Scholar & Mentoring Expert

Claremont, CA

Especially in my work with young Black and Latino men, it's about helping them understand gender norms, patriarchy and toxic masculinity, and the roles they play in their formation as young people and as young men.

I'm an educator -- I should lead with that because that has really informed the work that I'm doing. I've been teaching for maybe 12 years now. When I got into education I always knew I wanted to be an educator. I had an amazing English teacher in high school. I knew I wanted to be like her, I wanted to run my classroom like hers. It had been a pretty long-term goal of mine to become an educator. I don't think I was ready for what I was going to see when I got here. That's what really kind of prompted a lot of the work that I'm doing now, is getting into the classroom, recognizing what my limitations would be, working within the education system and seeing what the young people needed in relationship to what I could offer within the limits of the system.

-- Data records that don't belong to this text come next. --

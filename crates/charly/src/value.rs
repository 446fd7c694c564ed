//! Runtime values.
//!
//! [`Value`] pairs a tagged payload with a member scope. The member scope is
//! what makes Charly values prototype-ish: user code can attach members to
//! anything, including numbers, and the prelude installs primitive method
//! tables the same way. Cloning a value copies the payload tag and shares the
//! member scope, which gives the language its reference semantics.

use std::cell::RefCell;
use std::fmt::{self, Write};
use std::rc::Rc;

use ahash::AHashSet;

use crate::ast::Block;
use crate::scope::Scope;

/// A runtime value: a payload plus its member scope.
#[derive(Clone)]
pub struct Value {
    pub kind: ValueKind,
    /// The value's own members. Never detached; every value owns one.
    pub data: Scope,
}

impl PartialEq for Value {
    /// Rust-level identity check used by test assertions; this is distinct
    /// from Charly's own `==` semantics, which live in `operators::builtin_equal`.
    fn eq(&self, other: &Self) -> bool {
        self.kind == other.kind && self.data == other.data
    }
}

impl PartialEq for ValueKind {
    fn eq(&self, other: &Self) -> bool {
        match (self, other) {
            (Self::Null, Self::Null) => true,
            (Self::Boolean(a), Self::Boolean(b)) => a == b,
            (Self::Numeric(a), Self::Numeric(b)) => a == b,
            (Self::String(a), Self::String(b)) => a == b,
            (Self::Array(a), Self::Array(b)) => Rc::ptr_eq(a, b),
            (Self::Function(a), Self::Function(b)) => Rc::ptr_eq(a, b),
            (Self::Class(a), Self::Class(b)) => Rc::ptr_eq(a, b),
            (Self::PrimitiveClass(a), Self::PrimitiveClass(b)) => Rc::ptr_eq(a, b),
            (Self::Object(a), Self::Object(b)) => Rc::ptr_eq(a, b),
            _ => false,
        }
    }
}

/// The payload of a value.
#[derive(Clone)]
pub enum ValueKind {
    Null,
    Boolean(bool),
    Numeric(f64),
    String(String),
    Array(Rc<RefCell<Vec<Value>>>),
    Function(Rc<Function>),
    Class(Rc<Class>),
    PrimitiveClass(Rc<PrimitiveClass>),
    /// An instance; the payload is the class it was constructed from, the
    /// members live in the value's data scope.
    Object(Rc<Class>),
}

/// A closure: parameter names, a body block, and the scope that was active
/// at definition time. The captured scope is shared, so sibling closures
/// observe each other's writes.
#[derive(Debug)]
pub struct Function {
    pub name: Option<String>,
    pub params: Vec<String>,
    pub body: Rc<Block>,
    pub scope: Scope,
}

/// A user class descriptor. Methods stay unevaluated until an object is
/// constructed from the class; each instantiation closes them over the
/// owning class's captured scope.
#[derive(Debug)]
pub struct Class {
    pub name: String,
    pub properties: Vec<String>,
    pub methods: Vec<MethodDef>,
    /// Parent classes in declaration order. Later parents take method
    /// precedence over earlier ones.
    pub parents: Vec<Rc<Class>>,
    pub scope: Scope,
}

/// An unevaluated method literal collected from a class body.
#[derive(Debug, Clone)]
pub struct MethodDef {
    pub name: String,
    pub params: Vec<String>,
    pub body: Rc<Block>,
}

/// A built-in kind's method table. The methods live in the carrying value's
/// data scope; this payload records the name and defining scope.
#[derive(Debug)]
pub struct PrimitiveClass {
    pub name: String,
    pub scope: Scope,
}

impl Value {
    fn with_kind(kind: ValueKind) -> Self {
        Self {
            kind,
            data: Scope::new(),
        }
    }

    #[must_use]
    pub fn null() -> Self {
        Self::with_kind(ValueKind::Null)
    }

    #[must_use]
    pub fn boolean(value: bool) -> Self {
        Self::with_kind(ValueKind::Boolean(value))
    }

    #[must_use]
    pub fn numeric(value: f64) -> Self {
        Self::with_kind(ValueKind::Numeric(value))
    }

    #[must_use]
    pub fn string(value: impl Into<String>) -> Self {
        Self::with_kind(ValueKind::String(value.into()))
    }

    #[must_use]
    pub fn array(items: Vec<Self>) -> Self {
        Self::with_kind(ValueKind::Array(Rc::new(RefCell::new(items))))
    }

    #[must_use]
    pub fn function(function: Function) -> Self {
        Self::with_kind(ValueKind::Function(Rc::new(function)))
    }

    /// Wraps a class descriptor, attaching `data` as its member scope.
    #[must_use]
    pub fn class(class: Class, data: Scope) -> Self {
        Self {
            kind: ValueKind::Class(Rc::new(class)),
            data,
        }
    }

    /// Wraps a primitive class descriptor, attaching `data` as its method
    /// table.
    #[must_use]
    pub fn primitive_class(primitive: PrimitiveClass, data: Scope) -> Self {
        Self {
            kind: ValueKind::PrimitiveClass(Rc::new(primitive)),
            data,
        }
    }

    /// Creates an instance of `class` whose members live in `data`.
    #[must_use]
    pub fn object(class: Rc<Class>, data: Scope) -> Self {
        Self {
            kind: ValueKind::Object(class),
            data,
        }
    }

    /// Truthiness: false for null and `false`, true for everything else
    /// (including zero and empty strings).
    #[must_use]
    pub fn is_truthy(&self) -> bool {
        !matches!(self.kind, ValueKind::Null | ValueKind::Boolean(false))
    }

    /// The kind name used in diagnostics.
    #[must_use]
    pub fn type_name(&self) -> &'static str {
        match &self.kind {
            ValueKind::Null => "Null",
            ValueKind::Boolean(_) => "Boolean",
            ValueKind::Numeric(_) => "Numeric",
            ValueKind::String(_) => "String",
            ValueKind::Array(_) => "Array",
            ValueKind::Function(_) => "Function",
            ValueKind::Class(_) => "Class",
            ValueKind::PrimitiveClass(_) => "PrimitiveClass",
            ValueKind::Object(_) => "Object",
        }
    }

    /// The scope-visible primitive class name for this value's kind, used as
    /// the fallback lookup for operator and member dispatch. Objects and
    /// primitive classes themselves have no fallback table.
    #[must_use]
    pub fn primitive_class_name(&self) -> Option<&'static str> {
        match &self.kind {
            ValueKind::Null => Some("Null"),
            ValueKind::Boolean(_) => Some("Boolean"),
            ValueKind::Numeric(_) => Some("Numeric"),
            ValueKind::String(_) => Some("String"),
            ValueKind::Array(_) => Some("Array"),
            ValueKind::Function(_) => Some("Function"),
            ValueKind::Class(_) => Some("Class"),
            ValueKind::PrimitiveClass(_) | ValueKind::Object(_) => None,
        }
    }

    /// Identity comparison for the kinds that compare by identity:
    /// functions and classes by descriptor, objects by member scope.
    #[must_use]
    pub fn is(&self, other: &Self) -> bool {
        match (&self.kind, &other.kind) {
            (ValueKind::Function(a), ValueKind::Function(b)) => Rc::ptr_eq(a, b),
            (ValueKind::Class(a), ValueKind::Class(b)) => Rc::ptr_eq(a, b),
            (ValueKind::Object(_), ValueKind::Object(_)) => self.data.same(&other.data),
            _ => false,
        }
    }

    #[must_use]
    pub fn is_null(&self) -> bool {
        matches!(self.kind, ValueKind::Null)
    }

    #[must_use]
    pub fn as_boolean(&self) -> Option<bool> {
        match &self.kind {
            ValueKind::Boolean(v) => Some(*v),
            _ => None,
        }
    }

    #[must_use]
    pub fn as_numeric(&self) -> Option<f64> {
        match &self.kind {
            ValueKind::Numeric(v) => Some(*v),
            _ => None,
        }
    }

    #[must_use]
    pub fn as_string(&self) -> Option<&str> {
        match &self.kind {
            ValueKind::String(v) => Some(v),
            _ => None,
        }
    }

    #[must_use]
    pub fn as_array(&self) -> Option<Rc<RefCell<Vec<Self>>>> {
        match &self.kind {
            ValueKind::Array(items) => Some(items.clone()),
            _ => None,
        }
    }

    #[must_use]
    pub fn as_function(&self) -> Option<Rc<Function>> {
        match &self.kind {
            ValueKind::Function(f) => Some(f.clone()),
            _ => None,
        }
    }

    fn render(&self, out: &mut String, seen: &mut AHashSet<usize>) -> fmt::Result {
        match &self.kind {
            ValueKind::Null => out.write_str("null"),
            ValueKind::Boolean(true) => out.write_str("true"),
            ValueKind::Boolean(false) => out.write_str("false"),
            ValueKind::Numeric(v) => render_numeric(*v, out),
            ValueKind::String(s) => out.write_str(s),
            ValueKind::Array(items) => {
                let id = Rc::as_ptr(items) as usize;
                if !seen.insert(id) {
                    return out.write_str("[...]");
                }
                out.write_char('[')?;
                for (index, item) in items.borrow().iter().enumerate() {
                    if index > 0 {
                        out.write_str(", ")?;
                    }
                    item.render(out, seen)?;
                }
                seen.remove(&id);
                out.write_char(']')
            }
            ValueKind::Function(f) => match &f.name {
                Some(name) => write!(out, "<function {name}>"),
                None => out.write_str("<function>"),
            },
            ValueKind::Class(c) => write!(out, "<class {}>", c.name),
            ValueKind::PrimitiveClass(p) => write!(out, "<primitive {}>", p.name),
            ValueKind::Object(c) => write!(out, "<object {}>", c.name),
        }
    }
}

/// Integral finite numerics render without a fractional part; NaN renders as
/// `NaN`; everything else uses the default float formatting.
fn render_numeric(value: f64, out: &mut String) -> fmt::Result {
    if value.is_nan() {
        out.write_str("NaN")
    } else if value.fract() == 0.0 && value.is_finite() && value.abs() < 1e15 {
        write!(out, "{}", value as i64)
    } else {
        write!(out, "{value}")
    }
}

impl fmt::Display for Value {
    fn fmt(&self, f: &mut fmt::Formatter<'_>) -> fmt::Result {
        let mut out = String::new();
        let mut seen = AHashSet::new();
        self.render(&mut out, &mut seen)?;
        f.write_str(&out)
    }
}

// Values can reach themselves through member scopes and captured closures,
// so Debug stays shallow: payload only, no data scope.
impl fmt::Debug for Value {
    fn fmt(&self, f: &mut fmt::Formatter<'_>) -> fmt::Result {
        match &self.kind {
            ValueKind::Null => f.write_str("Null"),
            ValueKind::Boolean(v) => write!(f, "Boolean({v})"),
            ValueKind::Numeric(v) => write!(f, "Numeric({v})"),
            ValueKind::String(v) => write!(f, "String({v:?})"),
            ValueKind::Array(items) => write!(f, "Array(len={})", items.borrow().len()),
            ValueKind::Function(func) => write!(f, "Function({:?})", func.name),
            ValueKind::Class(c) => write!(f, "Class({})", c.name),
            ValueKind::PrimitiveClass(p) => write!(f, "PrimitiveClass({})", p.name),
            ValueKind::Object(c) => write!(f, "Object({})", c.name),
        }
    }
}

Then also, just navigating the world, as a Black queer woman and recognizing that some of the things that I needed, especially in terms of support and resources and guidance were different from what other folks needed. Between recognizing the limitations of the education system, and then also just navigating my own identities and the different things that I needed, that's really where I came up with this idea of critical mentoring and starting to explore what mentoring should look like for young people that were marginalized.

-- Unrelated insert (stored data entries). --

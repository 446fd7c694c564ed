//! Declaration, assignment and shadowing semantics.

mod common;

use charly::ErrorKind;
use common::*;
use pretty_assertions::assert_eq;

#[test]
fn initialisation_yields_the_value_and_defines_the_name() {
    let result = eval_ok(vec![let_("a", num(5.0)), ident("a")]);
    assert_eq!(result.as_numeric(), Some(5.0));
}

#[test]
fn initialisation_result_is_the_expression_value() {
    let result = eval_ok(vec![let_("a", string("hi"))]);
    assert_eq!(result.as_string(), Some("hi"));
}

#[test]
fn reading_an_undefined_name_fails() {
    let error = eval_err(vec![ident("ghost")]);
    assert_eq!(error.kind, ErrorKind::NotDefined);
}

#[test]
fn redeclaring_in_the_same_scope_fails() {
    let error = eval_err(vec![let_("a", num(1.0)), let_("a", num(2.0))]);
    assert_eq!(error.kind, ErrorKind::AlreadyDefined);
}

#[test]
fn redeclaring_in_a_child_scope_shadows() {
    // `if` bodies run in a fresh child scope, so the inner `let` shadows
    // instead of clobbering.
    let result = eval_ok(vec![
        let_("a", num(1.0)),
        if_(boolean(true), vec![let_("a", num(2.0))], None),
        ident("a"),
    ]);
    assert_eq!(result.as_numeric(), Some(1.0));
}

#[test]
fn assignment_mutates_the_nearest_slot() {
    let result = eval_ok(vec![
        let_("a", num(1.0)),
        if_(boolean(true), vec![assign("a", num(5.0))], None),
        ident("a"),
    ]);
    assert_eq!(result.as_numeric(), Some(5.0));
}

#[test]
fn assigning_an_undefined_name_fails() {
    let error = eval_err(vec![assign("ghost", num(1.0))]);
    assert_eq!(error.kind, ErrorKind::NotDefined);
}

#[test]
fn constants_cannot_be_reassigned() {
    let error = eval_err(vec![const_("pi", num(3.14)), assign("pi", num(3.0))]);
    assert_eq!(error.kind, ErrorKind::ConstantAssignment);
}

#[test]
fn self_cannot_be_declared() {
    let error = eval_err(vec![let_("self", num(1.0))]);
    assert_eq!(error.kind, ErrorKind::ReservedName);

    let error = eval_err(vec![const_("self", num(1.0))]);
    assert_eq!(error.kind, ErrorKind::ReservedName);
}

#[test]
fn self_cannot_be_assigned() {
    let error = eval_err(vec![assign("self", num(1.0))]);
    assert_eq!(error.kind, ErrorKind::ReservedName);
}

#[test]
fn members_can_be_attached_to_any_value() {
    // members attach to the value's own scope, shared by every handle to it
    let result = eval_ok(vec![
        let_("n", num(2.0)),
        assign_member(ident("n"), "note", string("two")),
        member_of(ident("n"), "note"),
    ]);
    assert_eq!(result.as_string(), Some("two"));
}

#[test]
fn missing_members_resolve_to_null() {
    let result = eval_ok(vec![let_("n", num(2.0)), member_of(ident("n"), "nothing")]);
    assert!(result.is_null());
}

#[test]
fn array_members_are_null_without_a_primitive_class() {
    // with no prelude there is no Array method table to fall back to
    let result = eval_ok(vec![
        let_("a", array(vec![num(1.0), num(2.0), num(3.0)])),
        member_of(ident("a"), "length"),
    ]);
    assert!(result.is_null());
}

#[test]
fn index_assignment_is_not_implemented() {
    let error = eval_err(vec![
        let_("a", array(vec![num(1.0)])),
        node(charly::NodeKind::VariableAssignment {
            target: Box::new(index_of(ident("a"), num(0.0))),
            value: Box::new(num(9.0)),
        }),
    ]);
    assert_eq!(error.kind, ErrorKind::NotImplemented);
}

I go back to my experience as a Black queer woman, and recognizing how the different ways I'm having to navigate, and how people are interacting with me all depend on how they are looking at problematizing by different identities. For me, I've tried to be as mindful of that as possible with the young people I work with, and recognizing that being Black, being Latino, being male, being female, being queer, being heterosexual -- these are things that are received and handled differently by different people at different times. Especially in my work with young Black and Latino men, it's about helping them understand gender norms, patriarchy and toxic masculinity, and the roles they play in their formation as young people and as young men.

With young Black men, helping them recognize that you're not less of a man if you're queer, you're not less of a man if you're trans. That's so important to make sure we recognize all of us.